Assignment
Word for word, restate the lines from the start of the data below through the line containing "minute: sector /".
*** Provided entries ***
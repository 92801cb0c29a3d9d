// SPDX-License-Identifier: Apache-2.0
// Copyright 2025 itsakeyfut
//
// Licensed under the Apache License, Version 2.0 (the "License");
// you may not use this file except in compliance with the License.
// You may obtain a copy of the License at
//
//     http://www.apache.org/licenses/LICENSE-2.0
//
// Unless required by applicable law or agreed to in writing, software
// distributed under the License is distributed on an "AS IS" BASIS,
// WITHOUT WARRANTIES OR CONDITIONS OF ANY KIND, either express or implied.
// See the License for the specific language governing permissions and
// limitations under the License.

//! Sector header timecode encoding
//!
//! Every buffered sector is prefixed with a 4-byte header:
//!
//! ```text
//! Byte 0: Minute (BCD)
//! Byte 1: Second (BCD, 0-59)
//! Byte 2: Frame  (BCD, 0-74) - 75 frames per second
//! Byte 3: Mode
//! ```

/// Sectors (frames) per second
pub const FRAMES_PER_SECOND: u32 = 75;

/// Sectors per minute
pub const FRAMES_PER_MINUTE: u32 = FRAMES_PER_SECOND * 60;

/// Mode byte written into every header
///
/// Unverified against hardware; games only ever observe this value.
pub const HEADER_MODE: u8 = 0x01;

/// Minute:Second:Frame timecode of a linear sector index
///
/// All values are stored as decimal (not BCD).
#[derive(Debug, Clone, Copy, PartialEq, Eq)]
pub struct Timecode {
    /// Minute
    pub minute: u32,
    /// Second (0-59)
    pub second: u8,
    /// Frame (0-74)
    pub frame: u8,
}

impl Timecode {
    /// Split a linear sector index into minute, second and frame
    pub fn from_sector(sector: u32) -> Self {
        Self {
            minute: sector / FRAMES_PER_MINUTE,
            second: ((sector / FRAMES_PER_SECOND) % 60) as u8,
            frame: (sector % FRAMES_PER_SECOND) as u8,
        }
    }

    /// Convert back to a linear sector index
    pub fn to_sector(&self) -> u32 {
        self.minute * FRAMES_PER_MINUTE + self.second as u32 * FRAMES_PER_SECOND + self.frame as u32
    }
}

/// Encode the 4-byte header for a sector
///
/// Minutes of 100 or more do not occur on real discs; only the lower two
/// decimal digits are kept.
///
/// # Example
///
/// ```
/// use megacd_cdc::core::cdc::timecode::sector_header;
///
/// // 2 minutes, 3 seconds, 4 frames
/// let sector = 2 * 4500 + 3 * 75 + 4;
/// assert_eq!(sector_header(sector), [0x02, 0x03, 0x04, 0x01]);
/// ```
pub fn sector_header(sector: u32) -> [u8; 4] {
    let timecode = Timecode::from_sector(sector);

    [
        dec_to_bcd((timecode.minute % 100) as u8),
        dec_to_bcd(timecode.second),
        dec_to_bcd(timecode.frame),
        HEADER_MODE,
    ]
}

/// Decode a header produced by [`sector_header`] back to its timecode
///
/// The mode byte is ignored.
pub fn decode_header(header: [u8; 4]) -> Timecode {
    Timecode {
        minute: bcd_to_dec(header[0]) as u32,
        second: bcd_to_dec(header[1]),
        frame: bcd_to_dec(header[2]),
    }
}

/// Convert BCD (Binary-Coded Decimal) to decimal
///
/// BCD format: each nibble (4 bits) represents a decimal digit (0-9).
/// Example: 0x23 (BCD) = 23 (decimal)
#[inline]
pub fn bcd_to_dec(bcd: u8) -> u8 {
    (bcd >> 4) * 10 + (bcd & 0x0F)
}

/// Convert decimal (0-99) to BCD (Binary-Coded Decimal)
#[inline]
pub fn dec_to_bcd(dec: u8) -> u8 {
    (((dec / 10) % 10) << 4) | (dec % 10)
}
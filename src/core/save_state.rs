// SPDX-License-Identifier: Apache-2.0
// Copyright 2025 itsakeyfut
//
// Licensed under the Apache License, Version 2.0 (the "License");
// you may not use this file except in compliance with the License.
// You may obtain a copy of the License at
//
//     http://www.apache.org/licenses/LICENSE-2.0
//
// Unless required by applicable law or agreed to in writing, software
// distributed under the License is distributed on an "AS IS" BASIS,
// WITHOUT WARRANTIES OR CONDITIONS OF ANY KIND, either express or implied.
// See the License for the specific language governing permissions and
// limitations under the License.

//! Save state serialization for the CDC
//!
//! Captures the complete controller state, including every buffered
//! sector, so a session can be resumed in the middle of a host transfer.
//!
//! # Save State Format
//!
//! Save states are serialized using bincode for efficient binary encoding.
//! The state includes:
//! - Metadata (timestamp, disc title)
//! - Drive position (current sector, sectors remaining, reading flag)
//! - Sector buffer (slots, read/write indices, occupancy)
//! - Host transfer (bound flag, bound slot, word index, target CPU)
//! - Mode registers (device destination, DMA address)
//!
//! # Version Compatibility
//!
//! Save states include a version number to ensure compatibility.
//! Loading a save state with a different version will fail with an error.
//!
//! # Example
//!
//! ```no_run
//! use megacd_cdc::core::cdc::Cdc;
//! use megacd_cdc::core::save_state::SaveState;
//!
//! let cdc = Cdc::new();
//!
//! let state = SaveState::from_cdc(&cdc, "SONIC CD");
//! state.save_to_file("cdc.state").unwrap();
//!
//! let loaded = SaveState::load_from_file("cdc.state").unwrap();
//! let mut restored = Cdc::new();
//! loaded.apply_to(&mut restored).unwrap();
//! ```

use bincode::{config, Decode, Encode};
use chrono::{DateTime, Utc};
use serde::{Deserialize, Serialize};
use std::fs::File;
use std::io::{Read, Write};
use std::path::Path;

use crate::core::cdc::Cdc;
use crate::core::error::{EmulatorError, Result};

/// Save state version for compatibility checking
///
/// This version number should be incremented whenever the save state format changes
/// in a way that breaks backward compatibility.
pub const SAVE_STATE_VERSION: u32 = 1;

/// Upper bound on bytes a save state may claim while decoding
///
/// A full buffer is 8 slots of 1026 words, well under this.
pub const MAX_SAVE_STATE_SIZE: usize = 1 << 20;

/// Complete CDC save state
#[derive(Serialize, Deserialize, Encode, Decode)]
pub struct SaveState {
    /// Version number for compatibility checking
    pub version: u32,

    /// Save state metadata
    pub metadata: SaveStateMetadata,

    /// Controller state
    pub cdc: CdcState,
}

/// Save state metadata
///
/// Contains information about when and where the save state was created.
#[derive(Serialize, Deserialize, Encode, Decode)]
#[bincode(encode_bounds = "", decode_bounds = "")]
pub struct SaveStateMetadata {
    /// Timestamp when the save state was created
    #[bincode(with_serde)]
    pub timestamp: DateTime<Utc>,

    /// Title of the disc being read
    pub disc_title: String,
}

/// CDC state
///
/// Indices are stored as u32 so the format does not depend on the host
/// pointer width.
#[derive(Debug, Clone, PartialEq, Eq, Serialize, Deserialize, Encode, Decode)]
pub struct CdcState {
    /// Sector the next refill reads
    pub current_sector: u32,

    /// Sectors left in the current run (0 = unbounded)
    pub sectors_remaining: u32,

    /// Refill passes may pull new sectors
    pub reading: bool,

    /// Buffer slots, header words first
    pub sectors: Vec<Vec<u16>>,

    /// Oldest buffered slot
    pub read_index: u32,

    /// Next free slot
    pub write_index: u32,

    /// Occupied slots
    pub buffered: u32,

    /// Host read bound
    pub bound: bool,

    /// Slot captured by the bound read
    pub bound_sector_index: u32,

    /// Next word to deliver
    pub word_index: u32,

    /// Transfer target is the sub CPU
    pub target_sub_cpu: bool,

    /// Raw device destination code
    pub device_destination: u16,

    /// DMA address register
    pub dma_address: u16,
}

impl SaveState {
    /// Capture the current state of a CDC
    ///
    /// # Arguments
    ///
    /// * `cdc` - Controller to save
    /// * `disc_title` - Title recorded in the metadata
    pub fn from_cdc(cdc: &Cdc, disc_title: &str) -> Self {
        Self {
            version: SAVE_STATE_VERSION,
            metadata: SaveStateMetadata {
                timestamp: Utc::now(),
                disc_title: disc_title.to_string(),
            },
            cdc: cdc.to_state(),
        }
    }

    /// Restore a CDC from this save state
    ///
    /// The controller is left untouched if the saved state is inconsistent.
    pub fn apply_to(&self, cdc: &mut Cdc) -> Result<()> {
        cdc.restore_from_state(&self.cdc)
    }

    /// Save state to file
    ///
    /// Serializes the save state to a binary file using bincode.
    ///
    /// # Errors
    ///
    /// Returns error if:
    /// - File cannot be created
    /// - Serialization fails
    /// - Write operation fails
    pub fn save_to_file<P: AsRef<Path>>(&self, path: P) -> Result<()> {
        let config = config::standard();
        let encoded = bincode::encode_to_vec(self, config)
            .map_err(|e| EmulatorError::SaveState(e.to_string()))?;
        let mut file = File::create(path)?;
        file.write_all(&encoded)?;
        Ok(())
    }

    /// Load state from file
    ///
    /// Deserializes a save state from a binary file and verifies version compatibility.
    ///
    /// # Errors
    ///
    /// Returns error if:
    /// - File cannot be opened
    /// - File cannot be read
    /// - Deserialization fails
    /// - Version is incompatible
    pub fn load_from_file<P: AsRef<Path>>(path: P) -> Result<Self> {
        let mut file = File::open(path)?;
        let mut buffer = Vec::new();
        file.read_to_end(&mut buffer)?;

        let config = config::standard().with_limit::<MAX_SAVE_STATE_SIZE>();
        let (state, _): (SaveState, usize) = bincode::decode_from_slice(&buffer, config)
            .map_err(|e| EmulatorError::SaveState(e.to_string()))?;

        // Version check
        if state.version != SAVE_STATE_VERSION {
            return Err(EmulatorError::SaveState(format!(
                "Incompatible save state version: expected {}, got {}",
                SAVE_STATE_VERSION, state.version
            )));
        }

        Ok(state)
    }
}

/// Trait for components that support save states
pub trait StateSave {
    /// The state type for this component
    type State: Serialize + for<'de> Deserialize<'de>;

    /// Convert this component to a saveable state
    fn to_state(&self) -> Self::State;

    /// Restore this component from a saved state
    ///
    /// # Errors
    ///
    /// Fails without modifying the component if the state is invalid.
    fn restore_from_state(&mut self, state: &Self::State) -> Result<()>;
}
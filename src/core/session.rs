// SPDX-License-Identifier: Apache-2.0
// Copyright 2025 itsakeyfut
//
// Licensed under the Apache License, Version 2.0 (the "License");
// you may not use this file except in compliance with the License.
// You may obtain a copy of the License at
//
//     http://www.apache.org/licenses/LICENSE-2.0
//
// Unless required by applicable law or agreed to in writing, software
// distributed under the License is distributed on an "AS IS" BASIS,
// WITHOUT WARRANTIES OR CONDITIONS OF ANY KIND, either express or implied.
// See the License for the specific language governing permissions and
// limitations under the License.

//! Sector streaming sessions
//!
//! Drives the CDC the way the sub CPU BIOS does: program the device
//! destination, seek, start, then read, drain and acknowledge one sector
//! at a time. A session can also pick up from a save state, including one
//! taken in the middle of a host transfer.

use crate::core::cdc::{timecode, Cdc, DeviceDestination, HostCpu, WORDS_PER_SECTOR};
use crate::core::config::SessionConfig;
use crate::core::disc::DiscImage;
use crate::core::error::Result;
use crate::core::save_state::SaveState;

/// One sector as delivered through the host data register
#[derive(Debug, Clone, PartialEq, Eq)]
pub struct StreamedSector {
    /// Header value returned by the read request
    pub header: u32,

    /// Every word read from the host data register, header words first
    pub words: Vec<u16>,
}

impl StreamedSector {
    /// Sector number encoded in the header
    pub fn sector(&self) -> u32 {
        timecode::decode_header(self.header.to_be_bytes()).to_sector()
    }

    /// Payload bytes without the header words
    pub fn payload(&self) -> Vec<u8> {
        self.words[2..].iter().flat_map(|w| w.to_be_bytes()).collect()
    }
}

/// A CDC reading from a disc image on behalf of one host CPU
pub struct Session {
    cdc: Cdc,
    disc: DiscImage,
    host_cpu: HostCpu,
}

impl Session {
    /// Start a fresh run of `sector_count` sectors at `start_sector`
    pub fn new(config: &SessionConfig, mut disc: DiscImage) -> Self {
        warn_if_unrouted(config);

        let mut cdc = Cdc::new();
        cdc.set_device_destination(config.device_destination);

        disc.seek_to(config.start_sector);
        cdc.seek(&mut disc, config.start_sector, config.sector_count);
        cdc.start(&mut disc);

        Self {
            cdc,
            disc,
            host_cpu: config.host_cpu,
        }
    }

    /// Continue from a save state
    ///
    /// A transfer interrupted mid-sector is drained and acknowledged first.
    /// An unfinished run carries on; sectors it already buffered are
    /// delivered before anything else. Once the saved run is complete a new
    /// run of `sector_count` sectors starts where it ended.
    pub fn resume(config: &SessionConfig, mut disc: DiscImage, state: &SaveState) -> Result<Self> {
        warn_if_unrouted(config);

        let mut cdc = Cdc::new();
        state.apply_to(&mut cdc)?;
        disc.seek_to(cdc.current_sector());

        if cdc.transfer().is_bound() {
            let target = cdc.transfer().target();
            let remaining = WORDS_PER_SECTOR - cdc.transfer().word_index();
            for _ in 0..remaining {
                cdc.host_data(target);
            }
            cdc.ack();

            log::info!(
                "Session: Finished interrupted transfer ({} words discarded)",
                remaining
            );
        }

        cdc.set_device_destination(config.device_destination);

        if cdc.is_reading() || cdc.sectors_remaining() != 0 {
            cdc.start(&mut disc);
        } else if cdc.buffer().is_empty() {
            let sector = cdc.current_sector();
            cdc.seek(&mut disc, sector, config.sector_count);
            cdc.start(&mut disc);
        } else {
            log::info!(
                "Session: Draining {} sectors left from the saved run",
                cdc.buffer().len()
            );
        }

        Ok(Self {
            cdc,
            disc,
            host_cpu: config.host_cpu,
        })
    }

    /// Read, drain and acknowledge the next buffered sector
    ///
    /// Returns None once the run is over and the buffer is empty.
    pub fn next_sector(&mut self) -> Result<Option<StreamedSector>> {
        if !self.cdc.stat(&mut self.disc) {
            return Ok(None);
        }

        let header = self.cdc.read(&mut self.disc)?;

        let cpu = self.host_cpu;
        let words = (0..WORDS_PER_SECTOR)
            .map(|_| self.cdc.host_data(cpu))
            .collect();
        self.cdc.ack();

        // Unbounded runs end with the image
        if self.cdc.is_reading() && self.disc.position() >= self.disc.sector_count() {
            self.cdc.stop();
        }

        Ok(Some(StreamedSector { header, words }))
    }

    /// Capture the controller for a later [`resume`](Self::resume)
    pub fn save_state(&self) -> SaveState {
        let title = self.disc.title().unwrap_or_default();
        SaveState::from_cdc(&self.cdc, &title)
    }

    pub fn cdc(&self) -> &Cdc {
        &self.cdc
    }

    pub fn disc(&self) -> &DiscImage {
        &self.disc
    }
}

fn warn_if_unrouted(config: &SessionConfig) {
    let routed = DeviceDestination::from_code(config.device_destination)
        .and_then(DeviceDestination::host_cpu);

    if routed != Some(config.host_cpu) {
        log::warn!(
            "Session: Device destination {} does not route data to the {:?} CPU",
            config.device_destination,
            config.host_cpu
        );
    }
}
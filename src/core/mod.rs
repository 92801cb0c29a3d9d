// SPDX-License-Identifier: Apache-2.0
// Copyright 2025 itsakeyfut
//
// Licensed under the Apache License, Version 2.0 (the "License");
// you may not use this file except in compliance with the License.
// You may obtain a copy of the License at
//
//     http://www.apache.org/licenses/LICENSE-2.0
//
// Unless required by applicable law or agreed to in writing, software
// distributed under the License is distributed on an "AS IS" BASIS,
// WITHOUT WARRANTIES OR CONDITIONS OF ANY KIND, either express or implied.
// See the License for the specific language governing permissions and
// limitations under the License.

//! Core emulation components
//!
//! This module contains the CD data path of the Mega-CD:
//! - CDC (CD Data Controller): sector buffering and host transfers
//! - Disc image loading
//! - Session configuration
//! - Save states
//! - Streaming sessions driving the CDC from a disc image

pub mod cdc;
pub mod config;
pub mod disc;
pub mod error;
pub mod save_state;
pub mod session;

// Re-export commonly used types
pub use cdc::{Cdc, HostCpu, ModeFlags, SectorSource};
pub use config::SessionConfig;
pub use disc::DiscImage;
pub use error::{CdcError, DiscError, EmulatorError, Result};
pub use session::{Session, StreamedSector};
***
Written solution
repository 92801cb0c29a3d9d
// SPDX-License-Identifier: Apache-2.0
// Copyright 2025 itsakeyfut
//
// Licensed under the Apache License, Version 2.0 (the "License");
// you may not use this file except in compliance with the License.
// You may obtain a copy of the License at
//
//     http://www.apache.org/licenses/LICENSE-2.0
//
// Unless required by applicable law or agreed to in writing, software
// distributed under the License is distributed on an "AS IS" BASIS,
// WITHOUT WARRANTIES OR CONDITIONS OF ANY KIND, either express or implied.
// See the License for the specific language governing permissions and
// limitations under the License.

//! Sector header timecode encoding
//!
//! Every buffered sector is prefixed with a 4-byte header:
//!
//! ```text
//! Byte 0: Minute (BCD)
//! Byte 1: Second (BCD, 0-59)
//! Byte 2: Frame  (BCD, 0-74) - 75 frames per second
//! Byte 3: Mode
//! ```

/// Sectors (frames) per second
pub const FRAMES_PER_SECOND: u32 = 75;

/// Sectors per minute
pub const FRAMES_PER_MINUTE: u32 = FRAMES_PER_SECOND * 60;

/// Mode byte written into every header
///
/// Unverified against hardware; games only ever observe this value.
pub const HEADER_MODE: u8 = 0x01;

/// Minute:Second:Frame timecode of a linear sector index
///
/// All values are stored as decimal (not BCD).
#[derive(Debug, Clone, Copy, PartialEq, Eq)]
pub struct Timecode {
    /// Minute
    pub minute: u32,
    /// Second (0-59)
    pub second: u8,
    /// Frame (0-74)
    pub frame: u8,
}

impl Timecode {
    /// Split a linear sector index into minute, second and frame
    pub fn from_sector(sector: u32) -> Self {
        Self {
            minute: sector / FRAMES_PER_MINUTE,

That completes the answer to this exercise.